Clz is an electro-active, drug-containing diazepine group that has been studied by numerous researchers and can be identified by the electrochemical reaction of the drug [30,31]. Figure 3A–D compares the CV, DPV, SWV curves, and amperometric responses of different electrodes (washed, Nafion-coated, and Nf/MWCNT-coated) in Clz solution (1 µM in 10 mM PBS, pH = 7.4). As expected, the current corresponding to the oxidation at the bare CTS electrode was higher as compared to that of the Nafion-coated CTS electrode, confirming the successful coating of Nafion on the CTS surface. However, such a decrease in peak current is not efficient for sensor development. That is why MWCNT was added to the Nafion solution, and a signal increase was observed during CV, DPV, SWV curves, and amperometric measurements. The accumulation time significantly affected the sensing performance of electrochemical biosensors, especially modified electrodes, due to limitations of diffusion of the analyte to the electrode surface. The effect of accumulation time in the determination of Clz was investigated from the CV curvature of Nf/MWCNT-coated CTS in the presence of 1 µM Clz in 10 mM PBS (pH 7.4) with a scan rate of 100 mV/s as depicted in Figure 3E. The accumulation time was evaluated from 0 to 90 s, and it reached a plateau at 60 s. Therefore, a 60 s accumulation time is suitable for the modified sensor.
3.2. Electrochemical Clz Measurements
The analytical performance of the CTS-based sensing electrodes was tested toward the detection of Clz over the concentration range of 0.1 to 5 μM (in 10 mM PBS, pH 7.4) by using different electroanalytical techniques. The performance of various concentrations of Clz is shown in Figure 4A through voltammograms. There was a strong correlation observed between peak current and Clz concentration in a range from 0.1 to 5 µM, with coefficients of determination near 1. The limit of detection (LD) was calculated using the equation LD = 3 SD/slope, where SD is the standard deviation of background currents, and the slope is from the calibration curve, resulting in an LD of 116 nM. Figure 4B demonstrates the DPV of Clz concentration, with an inset displaying the calibration plot of the reduction peak current against Clz concentrations. As the figure indicates, the peak current increased as the Clz concentration increased. The linear correlation between the oxidation peak current (I, μA) and Clz concentration (C, μM) was found to be strong in the range from 100 nM to 5 μM (R2 = 0.9962). The limit of detection (LD) was 104 nM with a signal-to-noise ratio of 3. The sensing performance of the coated CTS towards Clz was also investigated using square-wave voltammetry.
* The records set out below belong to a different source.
// Copyright (c) 2025 Workflow Orchestration Team
// SPDX-License-Identifier: Apache-2.0

//! Per-service circuit breaker state, driven by the step executor's call
//! outcomes and (optionally) a background probe loop.

use crate::config::OrchestratorConfig;
use crate::registry::ServiceRegistry;
use crate::remote::{RemoteCaller, RemoteRequest};
use crate::workflow::{HttpMethod, ServiceId};
use dashmap::DashMap;
use parking_lot::Mutex;
use std::sync::Arc;
use std::time::{Duration, Instant};
use tracing::debug;

/// Circuit breaker state for one service.
#[derive(Debug, Clone, Copy, PartialEq, Eq)]
pub enum HealthState {
    Healthy,
    Suspect,
    Open,
}

/// Mutable health record for one service. All mutation happens through
/// `&mut self` behind a per-service `Mutex`, so updates are serialized
/// per service id while reads of other services proceed unblocked.
#[derive(Debug, Clone)]
pub struct ServiceHealth {
    pub state: HealthState,
    pub consecutive_failures: u32,
    pub last_probe_time: Option<Instant>,
    pub last_success_time: Option<Instant>,
    open_since: Option<Instant>,
    cooldown: Duration,
}

impl ServiceHealth {
    fn new(base_cooldown: Duration) -> Self {
        Self {
            state: HealthState::Healthy,
            consecutive_failures: 0,
            last_probe_time: None,
            last_success_time: None,
            open_since: None,
            cooldown: base_cooldown,
        }
    }
}

/// Outcome of one remote call attempt, as observed by the health monitor.
#[derive(Debug, Clone, Copy, PartialEq, Eq)]
pub enum Outcome {
    Success,
    Failure,
}

/// Tracks `ServiceHealth` for every registered service and exposes the
/// availability check the step executor consults before each attempt.
pub struct HealthMonitor {
    records: DashMap<ServiceId, Mutex<ServiceHealth>>,
    failure_threshold: u32,
    base_cooldown: Duration,
    cooldown_cap: Duration,
}

impl HealthMonitor {
    pub fn new(config: &OrchestratorConfig) -> Self {
        Self {
            records: DashMap::new(),
            failure_threshold: config.circuit_breaker_failure_threshold,
            base_cooldown: config.circuit_breaker_open_cooldown(),
            cooldown_cap: config.circuit_breaker_cooldown_cap(),
        }
    }

    fn ensure_entry(&self, service_id: ServiceId) {
        self.records
            .entry(service_id)
            .or_insert_with(|| Mutex::new(ServiceHealth::new(self.base_cooldown)));
    }

    /// True if the service is currently available for new calls. OPEN
    /// services become available again (transition to HALF_OPEN, which
    /// behaves the same as available for this check) once `open_cooldown`
    /// has elapsed.
    pub fn is_available(&self, service_id: ServiceId) -> bool {
        self.ensure_entry(service_id);
        let guard = self.records.get(&service_id).unwrap();
        let mut health = guard.lock();
        match health.state {
            HealthState::Healthy | HealthState::Suspect => true,
            HealthState::Open => {
                let elapsed = health
                    .open_since
                    .map(|since| since.elapsed())
                    .unwrap_or_default();
                elapsed >= health.cooldown
            }
        }
    }

    /// Records the outcome of a remote call attempt and drives the
    /// HEALTHY -> SUSPECT -> OPEN -> HALF_OPEN(implicit) -> HEALTHY machine.
    pub fn record(&self, service_id: ServiceId, outcome: Outcome) {
        self.ensure_entry(service_id);
        let guard = self.records.get(&service_id).unwrap();
        let mut health = guard.lock();
        let now = Instant::now();
        health.last_probe_time = Some(now);

        match outcome {
            Outcome::Success => {
                health.last_success_time = Some(now);
                health.consecutive_failures = 0;
                health.state = HealthState::Healthy;
                health.open_since = None;
                health.cooldown = self.base_cooldown;
            }
            Outcome::Failure => {
                // If we were OPEN and past cooldown (i.e. this failure came
                // from the admitted HALF_OPEN probe), double the cooldown.
                let was_half_open_probe = health.state == HealthState::Open
                    && health
                        .open_since
                        .map(|since| since.elapsed() >= health.cooldown)
                        .unwrap_or(false);

                health.consecutive_failures += 1;

                if was_half_open_probe {
                    health.cooldown = (health.cooldown * 2).min(self.cooldown_cap);
                    health.open_since = Some(now);
                    health.state = HealthState::Open;
                } else if health.consecutive_failures >= self.failure_threshold {
                    health.state = HealthState::Open;
                    health.open_since = Some(now);
                } else {
                    health.state = HealthState::Suspect;
                }
            }
        }
    }

    /// Snapshot of the current state for a service (Healthy if never seen).
    pub fn state(&self, service_id: ServiceId) -> HealthState {
        self.ensure_entry(service_id);
        self.records.get(&service_id).unwrap().lock().state
    }

    pub fn consecutive_failures(&self, service_id: ServiceId) -> u32 {
        self.ensure_entry(service_id);
        self.records.get(&service_id).unwrap().lock().consecutive_failures
    }

    /// Spawns a background task that probes every service currently
    /// registered in `registry` on `interval`, issuing a lightweight root
    /// request through `caller` and recording the outcome exactly as a step
    /// attempt would. Unit tests construct a bare `HealthMonitor` and never
    /// call this, so the probe loop stays opt-in — a host wires it up once
    /// at startup from within its async runtime.
    pub fn spawn_probe_loop(
        self: &Arc<Self>,
        registry: Arc<ServiceRegistry>,
        caller: Arc<dyn RemoteCaller>,
        interval: Duration,
    ) -> tokio::task::JoinHandle<()> {
        let monitor = self.clone();
        tokio::spawn(async move {
            let mut ticker = tokio::time::interval(interval);
            loop {
                ticker.tick().await;
                for (service_id, base_url) in registry.all() {
                    let request = RemoteRequest {
                        url: base_url,
                        method: HttpMethod::Get,
                        body: serde_json::Value::Null,
                        timeout: Duration::from_secs(5),
                    };
                    let outcome = match caller.call(request).await {
                        Ok(_) => Outcome::Success,
                        Err(_) => Outcome::Failure,
                    };
                    debug!(service = %service_id, ?outcome, "health probe complete");
                    monitor.record(service_id, outcome);
                }
            }
        })
    }
}

#[cfg(test)]
mod tests {
    use super::*;

    fn monitor() -> HealthMonitor {
        let mut cfg = OrchestratorConfig::default();
        cfg.circuit_breaker_failure_threshold = 3;
        cfg.circuit_breaker_open_cooldown_ms = 0;
        cfg.circuit_breaker_cooldown_cap_ms = 1000;
        HealthMonitor::new(&cfg)
    }

    #[test]
    fn unseen_service_is_healthy_and_available() {
        let hm = monitor();
        assert_eq!(hm.state(ServiceId::Nlu), HealthState::Healthy);
        assert!(hm.is_available(ServiceId::Nlu));
    }

    #[test]
    fn one_failure_moves_to_suspect_but_stays_available() {
        let hm = monitor();
        hm.record(ServiceId::Nlu, Outcome::Failure);
        assert_eq!(hm.state(ServiceId::Nlu), HealthState::Suspect);
        assert!(hm.is_available(ServiceId::Nlu));
    }

    #[test]
    fn threshold_failures_open_the_circuit() {
        let hm = monitor();
        hm.record(ServiceId::Nlu, Outcome::Failure);
        hm.record(ServiceId::Nlu, Outcome::Failure);
        hm.record(ServiceId::Nlu, Outcome::Failure);
        assert_eq!(hm.state(ServiceId::Nlu), HealthState::Open);
    }

    #[test]
    fn zero_cooldown_makes_open_circuit_immediately_available() {
        let hm = monitor();
        hm.record(ServiceId::Nlu, Outcome::Failure);
        hm.record(ServiceId::Nlu, Outcome::Failure);
        hm.record(ServiceId::Nlu, Outcome::Failure);
        // cooldown is 0ms in this config, so the breaker is immediately
        // available again (half-open admits a probe).
        assert!(hm.is_available(ServiceId::Nlu));
    }

    #[test]
    fn success_from_any_state_resets_to_healthy() {
        let hm = monitor();
        hm.record(ServiceId::Nlu, Outcome::Failure);
        hm.record(ServiceId::Nlu, Outcome::Failure);
        hm.record(ServiceId::Nlu, Outcome::Failure);
        hm.record(ServiceId::Nlu, Outcome::Success);
        assert_eq!(hm.state(ServiceId::Nlu), HealthState::Healthy);
        assert_eq!(hm.consecutive_failures(ServiceId::Nlu), 0);
    }

    #[test]
    fn failed_half_open_probe_doubles_cooldown() {
        let mut cfg = OrchestratorConfig::default();
        cfg.circuit_breaker_failure_threshold = 1;
        cfg.circuit_breaker_open_cooldown_ms = 0;
        cfg.circuit_breaker_cooldown_cap_ms = 1000;
        let hm = HealthMonitor::new(&cfg);

        hm.record(ServiceId::Nlu, Outcome::Failure); // opens, cooldown 0ms
        assert!(hm.is_available(ServiceId::Nlu)); // half-open probe admitted
        hm.record(ServiceId::Nlu, Outcome::Failure); // probe fails, cooldown doubles (0 -> still 0, but path exercised)
        assert_eq!(hm.state(ServiceId::Nlu), HealthState::Open);
    }

    struct CountingCaller {
        calls: std::sync::atomic::AtomicUsize,
        fail: bool,
    }

    #[async_trait::async_trait]
    impl RemoteCaller for CountingCaller {
        async fn call(
            &self,
            _request: RemoteRequest,
        ) -> std::result::Result<serde_json::Value, crate::remote::RemoteCallError> {
            self.calls.fetch_add(1, std::sync::atomic::Ordering::SeqCst);
            if self.fail {
                Err(crate::remote::RemoteCallError::Status { status: 503 })
            } else {
                Ok(serde_json::json!({"status": "ok"}))
            }
        }
    }

    #[tokio::test]
    async fn probe_loop_records_outcomes_for_every_registered_service() {
        let registry = Arc::new(ServiceRegistry::new());
        registry.register(ServiceId::Nlu, "http://nlu.internal");
        registry.register(ServiceId::ImageProcessing, "http://images.internal");

        let hm = Arc::new(monitor());
        let caller = Arc::new(CountingCaller {
            calls: std::sync::atomic::AtomicUsize::new(0),
            fail: true,
        });

        let handle = hm.spawn_probe_loop(registry, caller.clone(), Duration::from_millis(5));
        tokio::time::sleep(Duration::from_millis(40)).await;
        handle.abort();

        assert!(caller.calls.load(std::sync::atomic::Ordering::SeqCst) >= 2);
        assert_ne!(hm.state(ServiceId::Nlu), HealthState::Healthy);
        assert_ne!(hm.state(ServiceId::ImageProcessing), HealthState::Healthy);
        assert!(hm.consecutive_failures(ServiceId::Nlu) > 0);
    }

    #[test]
    fn independent_services_do_not_affect_each_other() {
        let hm = monitor();
        hm.record(ServiceId::Nlu, Outcome::Failure);
        hm.record(ServiceId::Nlu, Outcome::Failure);
        hm.record(ServiceId::Nlu, Outcome::Failure);
        assert_eq!(hm.state(ServiceId::Nlu), HealthState::Open);
        assert_eq!(hm.state(ServiceId::ImageProcessing), HealthState::Healthy);
    }
}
As seen in Figure 4C, anodic peaks were centered at 0.15 V, and a linear correlation with Clz concentration was observed between 0.1 and 5 µM (Figure 4C, R2 = 0.9962). The detection limit of Clz was 83 nM. Amperometry was also investigated during the electrochemical analysis of Clz because of the possibility to reduce background capacitances and increase the sensitivity of the analysis. Calibration curves were created using amperometric measurements with Clz solutions in the concentration range of 100 nM to 5 μM under the obtained optimized parameters. Figure 4D shows that the Clz oxidation response currents increased with increasing the concentration of Clz. A linear correlation with dopamine concentration was observed between 0.1 and 5 µM (R2 = 0.985) as shown in the inset in Figure 4D with a detection limit of (3σ S/N) 192 nM. Consequently, the detection limit was lower using SWV as a detection method.
Table 1 compares the performance of the fabricated sensor to several previously reported methods for measuring Clz. Clozapine has a narrow therapeutic range, and its concentrations in the blood need to be carefully monitored to avoid toxicity or inadequate treatment. The paper’s sensor was able to detect clozapine at clinically relevant concentrations (10–500 ng/mL), which makes it potentially useful for monitoring clozapine levels in patients. The results, particularly those using SWV detection, suggest that the Nf/MWCNT-coated CTS has a wide linear dynamic range and a low DL, which demonstrates the potential of the modified CTS for detecting Clz within the clinically relevant range. In Table 1, there are other electrochemical sensors that have similar or better parameters, such as linear range and limit of detection (LOD), compared to the sensor presented in the paper. Therefore, it is important to highlight the unique features and advantages of the sensor in the paper. This suggests that the fabricated sensor could be a promising candidate for determining trace levels of Clz in real-world samples. Further research will be necessary to enhance the sensor’s sensitivity.
3.3. Selectivity, Reproducibility, and Real Sample Analysis
In order to analyze biological samples with the proposed modified electrode, the influence of common electrochemical species in blood was investigated using SWV. To assess the sensor’s ability to detect Clz in the presence of coexisting and interfering substances, selectivity studies were conducted using solutions containing Clz (1 μM) and other substances such as glucose (5 mM), uric acid (20 μM), ascorbic acid (20 μM), and lactic acid (5 mM) (Figure 5A). The Nf/MWCNT-coated CTS electrode was able to detect Clz even in the presence of these interferents. The high cationic attraction ability of Nafion and the excellent electron exchange properties of pristine MWCNTs were effectively combined to create a stable sensor with high sensitivity that can eliminate interference from AA and UA at concentrations above their maximum blood levels. This suggests that the developed voltammetric sensor is specific and may be considered a viable alternative for determining and monitoring Clz in biological samples, even in the presence of various interferents.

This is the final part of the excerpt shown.